Research Paper Volume 7, Issue 11 pp 1004—1021
Improved motor and cognitive performance with sodium nitrite supplementation is related to small metabolite signatures: a pilot trial in middle-aged and older adults
- 1 Department of Integrative Physiology, University of Colorado Boulder, Boulder, CO 80309, USA
- 2 Integrated Department of Immunology, University of Colorado Anschutz Medical Campus and National Jewish Hospital, Denver, CO 80045, USA
- 3 Baylor College of Medicine, Houston, TX 77030, USA
- 4 Division of Renal Diseases & Hypertension, University of Colorado Denver, Aurora, CO 80045, USA
- 5 TheraVasc Inc., Cleveland, OH 44106, USA
Received: September 3, 2015 Accepted: November 2, 2015 Published: November 30, 2015https://doi.org/10.18632/aging.100842
How to Cite
Copyright: © 2022 Justice et al. This is an open access article distributed under the terms of the Creative Commons Attribution License (CC BY 3.0), which permits unrestricted use, distribution, and reproduction in any medium, provided the original author and source are credited.
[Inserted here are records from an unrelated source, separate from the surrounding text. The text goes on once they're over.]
// Domain layer: contact models and ports. No I/O here.

pub mod model;
pub mod ports;
use crate::core::{Contact, ContactSource, Storage};
use crate::utils::error::{ContactBookError, Result};
use crate::utils::validation::{validate_non_empty_string, validate_one_of, Validate};
use async_trait::async_trait;
use serde::{Deserialize, Serialize};

/// A contact book stored as TOML: metadata, display defaults and the contacts.
#[derive(Debug, Clone, Serialize, Deserialize)]
pub struct BookConfig {
    pub book: BookInfo,
    pub display: Option<DisplayConfig>,
    #[serde(default)]
    pub contacts: Vec<Contact>,
}

#[derive(Debug, Clone, Serialize, Deserialize)]
pub struct BookInfo {
    pub name: String,
    pub description: Option<String>,
}

#[derive(Debug, Clone, Default, Serialize, Deserialize)]
pub struct DisplayConfig {
    pub format: Option<String>,
    pub initial_query: Option<String>,
}

impl BookConfig {
    /// 透過 Storage 讀取 TOML 檔案並解析
    pub async fn from_storage<S: Storage>(storage: &S, path: &str) -> Result<Self> {
        let data = storage.read_file(path).await?;
        let content =
            std::str::from_utf8(&data).map_err(|e| ContactBookError::ConfigValidationError {
                field: path.to_string(),
                message: format!("TOML file is not valid UTF-8: {}", e),
            })?;
        Self::from_toml_str(content)
    }

    pub fn from_toml_str(content: &str) -> Result<Self> {
        let processed_content = Self::substitute_env_vars(content)?;

        toml::from_str(&processed_content).map_err(|e| ContactBookError::ConfigValidationError {
            field: "toml_parsing".to_string(),
            message: format!("TOML parsing error: {}", e),
        })
    }

    /// 替換環境變數 (例如 ${OWNER_NUMBER})；未設定的變數保持原樣
    fn substitute_env_vars(content: &str) -> Result<String> {
        use regex::Regex;
        let re = Regex::new(r"\$\{([^}]+)\}").map_err(|e| ContactBookError::ConfigValidationError {
            field: "env_substitution".to_string(),
            message: e.to_string(),
        })?;

        let result = re.replace_all(content, |caps: &regex::Captures| {
            let var_name = &caps[1];
            std::env::var(var_name).unwrap_or_else(|_| format!("${{{}}}", var_name))
        });

        Ok(result.to_string())
    }

    pub fn validate_config(&self) -> Result<()> {
        validate_non_empty_string("book.name", &self.book.name)?;

        if let Some(format) = self.display.as_ref().and_then(|d| d.format.as_deref()) {
            validate_one_of("display.format", format, &super::OUTPUT_FORMATS)?;
        }

        Ok(())
    }

    pub fn initial_query(&self) -> &str {
        self.display
            .as_ref()
            .and_then(|d| d.initial_query.as_deref())
            .unwrap_or("")
    }

    pub fn output_format(&self) -> &str {
        self.display
            .as_ref()
            .and_then(|d| d.format.as_deref())
            .unwrap_or("text")
    }
}

// 聯絡人內嵌於檔案中，解析一次即可直接作為來源
#[async_trait]
impl ContactSource for BookConfig {
    fn name(&self) -> String {
        format!("contact book '{}'", self.book.name)
    }

    async fn load(&self) -> Result<Vec<Contact>> {
        Ok(self.contacts.clone())
    }
}

impl Validate for BookConfig {
    fn validate(&self) -> Result<()> {
        self.validate_config()
    }
}

#[cfg(test)]
mod tests {
    use super::*;
    use crate::config::cli::LocalStorage;
    use tempfile::TempDir;

    #[test]
    fn test_parse_book() {
        let toml_content = r#"
[book]
name = "Phone book"

[display]
format = "json"
initial_query = "fam"

[[contacts]]
name = "Ahmed"
number = "03001234567"
group = "Family"

[[contacts]]
name = "Bilal"
number = "03219876543"
group = "Friends"
"#;

        let config = BookConfig::from_toml_str(toml_content).unwrap();

        assert_eq!(config.book.name, "Phone book");
        assert_eq!(config.contacts.len(), 2);
        assert_eq!(config.contacts[0].number, "03001234567");
        assert_eq!(config.output_format(), "json");
        assert_eq!(config.initial_query(), "fam");
        assert!(config.validate().is_ok());
    }

    #[test]
    fn test_display_defaults() {
        let config = BookConfig::from_toml_str("[book]\nname = \"empty\"\n").unwrap();
        assert!(config.contacts.is_empty());
        assert_eq!(config.output_format(), "text");
        assert_eq!(config.initial_query(), "");
    }

    #[test]
    fn test_env_var_substitution() {
        std::env::set_var("CONTACT_BOOK_TEST_NUMBER", "03110000000");

        let toml_content = r#"
[book]
name = "env"

[[contacts]]
name = "Owner"
number = "${CONTACT_BOOK_TEST_NUMBER}"
group = "Me"

[[contacts]]
name = "Unset"
number = "${CONTACT_BOOK_TEST_UNSET}"
group = "Me"
"#;

        let config = BookConfig::from_toml_str(toml_content).unwrap();
        assert_eq!(config.contacts[0].number, "03110000000");
        assert_eq!(config.contacts[1].number, "${CONTACT_BOOK_TEST_UNSET}");

        std::env::remove_var("CONTACT_BOOK_TEST_NUMBER");
    }

    #[test]
    fn test_invalid_format_fails_validation() {
        let toml_content = r#"
[book]
name = "bad"

[display]
format = "xml"
"#;
        let config = BookConfig::from_toml_str(toml_content).unwrap();
        assert!(config.validate().is_err());
    }

    #[test]
    fn test_malformed_toml() {
        let err = BookConfig::from_toml_str("[book\nname = 1").unwrap_err();
        assert!(matches!(err, ContactBookError::ConfigValidationError { .. }));
    }

    #[tokio::test]
    async fn test_from_storage_doubles_as_contact_source() {
        let temp_dir = TempDir::new().unwrap();
        let storage = LocalStorage::new(temp_dir.path().to_str().unwrap().to_string());
        storage
            .write_file(
                "book.toml",
                b"[book]\nname = \"file-test\"\n\n[[contacts]]\nname = \"Faisal\"\nnumber = \"03166677788\"\ngroup = \"Family\"\n",
            )
            .await
            .unwrap();

        let config = BookConfig::from_storage(&storage, "book.toml").await.unwrap();
        assert_eq!(config.book.name, "file-test");
        assert_eq!(config.name(), "contact book 'file-test'");

        let contacts = config.load().await.unwrap();
        assert_eq!(contacts, vec![Contact::new("Faisal", "03166677788", "Family")]);
    }

    #[tokio::test]
    async fn test_from_storage_missing_file() {
        let temp_dir = TempDir::new().unwrap();
        let storage = LocalStorage::new(temp_dir.path().to_str().unwrap().to_string());

        let err = BookConfig::from_storage(&storage, "absent.toml").await.unwrap_err();
        assert!(matches!(err, ContactBookError::IoError(_)));
    }
}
Advancing age is associated with reductions in nitric oxide bioavailability and changes in metabolic activity, which are implicated in declines in motor and cognitive function. In preclinical models, sodium nitrite supplementation (SN) increases plasma nitrite and improves motor function, whereas other nitric oxide-boosting agents improve cognitive function. This pilot study was designed to translate these findings to middle-aged and older (MA/O) humans to provide proof-of-concept support for larger trials. SN (10 weeks, 80 or 160 mg/day capsules, TheraVasc, Inc.) acutely and chronically increased plasma nitrite and improved performance on measures of motor and cognitive outcomes (all p<0.05 or better) in healthy MA/O adults (62 ± 7 years). Untargeted metabolomics analysis revealed that SN significantly altered 33 (160 mg/day) to 45 (80 mg/day) different metabolites, 13 of which were related to changes in functional outcomes; baseline concentrations of 99 different metabolites predicted functional improvements with SN. This pilot study provides the first evidence that SN improves aspects of motor and cognitive function in healthy MA/O adults, and that these improvements are associated with, and predicted by, the plasma metabolome. Our findings provide the necessary support for larger clinical trials on this promising pharmacological strategy for preserving physiological function with aging.